INSTRUCTIONS FOR THE TASK:
Below are some entries; can you quote all of them exactly?
DATASET ENTRIES: Begin
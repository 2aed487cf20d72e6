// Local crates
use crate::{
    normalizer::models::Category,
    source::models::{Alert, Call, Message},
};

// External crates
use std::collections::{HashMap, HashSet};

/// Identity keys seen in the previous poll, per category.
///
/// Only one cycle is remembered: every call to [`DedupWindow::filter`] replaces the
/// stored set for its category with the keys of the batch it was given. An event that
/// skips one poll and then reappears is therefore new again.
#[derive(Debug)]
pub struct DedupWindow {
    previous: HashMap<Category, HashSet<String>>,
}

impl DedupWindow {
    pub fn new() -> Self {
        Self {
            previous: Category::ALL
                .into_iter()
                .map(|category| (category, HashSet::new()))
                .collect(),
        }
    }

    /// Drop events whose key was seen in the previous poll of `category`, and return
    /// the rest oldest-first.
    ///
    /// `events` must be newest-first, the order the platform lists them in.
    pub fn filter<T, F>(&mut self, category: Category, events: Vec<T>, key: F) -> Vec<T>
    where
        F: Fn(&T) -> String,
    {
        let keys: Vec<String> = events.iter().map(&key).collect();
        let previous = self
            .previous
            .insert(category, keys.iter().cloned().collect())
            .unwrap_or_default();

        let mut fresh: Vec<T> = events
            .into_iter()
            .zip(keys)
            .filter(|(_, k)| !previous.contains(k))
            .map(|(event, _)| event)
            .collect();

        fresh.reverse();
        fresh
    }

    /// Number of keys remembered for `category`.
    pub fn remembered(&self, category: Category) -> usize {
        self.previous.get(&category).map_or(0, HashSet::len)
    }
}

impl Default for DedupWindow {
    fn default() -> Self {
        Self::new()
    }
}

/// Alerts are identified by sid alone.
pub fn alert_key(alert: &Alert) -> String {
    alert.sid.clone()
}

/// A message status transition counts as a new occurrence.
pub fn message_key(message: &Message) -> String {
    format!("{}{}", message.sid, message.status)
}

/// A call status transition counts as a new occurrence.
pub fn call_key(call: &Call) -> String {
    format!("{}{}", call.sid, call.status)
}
DATASET ENTRIES: End
ANSWER TO THE EXERCISE:
repository 2aed487cf20d72e6
// Local crates
use crate::{
    normalizer::models::Category,
    source::models::{Alert, Call, Message},
};

// External crates
use std::collections::{HashMap, HashSet};

/// Identity keys seen in the previous poll, per category.
///
/// Only one cycle is remembered: every call to [`DedupWindow::filter`] replaces the
/// stored set for its category with the keys of the batch it was given. An event that
/// skips one poll and then reappears is therefore new again.
#[derive(Debug)]
pub struct DedupWindow {
    previous: HashMap<Category, HashSet<String>>,
}

impl DedupWindow {
    pub fn new() -> Self {
        Self {
            previous: Category::ALL
                .into_iter()
                .map(|category| (category, HashSet::new()))
                .collect(),
        }
    }

    /// Drop events whose key was seen in the previous poll of `category`, and return
    /// the rest oldest-first.
    ///
    /// `events` must be newest-first, the order the platform lists them in.
    pub fn filter<T, F>(&mut self, category: Category, events: Vec<T>, key: F) -> Vec<T>
    where
        F: Fn(&T) -> String,
    {
        let keys: Vec<String> = events.iter().map(&key).collect();
        let previous = self
            .previous
            .insert(category, keys.iter().cloned().collect())
            .unwrap_or_default();

        let mut fresh: Vec<T> = events
            .into_iter()
            .zip(keys)
            .filter(|(_, k)| !previous.contains(k))
            .map(|(event, _)| event)
            .collect();

        fresh.reverse();
        fresh
    }

    /// Number of keys remembered for `category`.
    pub fn remembered(&self, category: Category) -> usize {
        self.previous.get(&category).map_or(0, HashSet::len)
    }
}

impl Default for DedupWindow {
    fn default() -> Self {
        Self::new()
    }
}

/// Alerts are identified by sid alone.
pub fn alert_key(alert: &Alert) -> String {
    alert.sid.clone()
}

/// A message status transition counts as a new occurrence.
pub fn message_key(message: &Message) -> String {
    format!("{}{}", message.sid, message.status)
}

/// A call status transition counts as a new occurrence.
pub fn call_key(call: &Call) -> String {
    format!("{}{}", call.sid, call.status)
}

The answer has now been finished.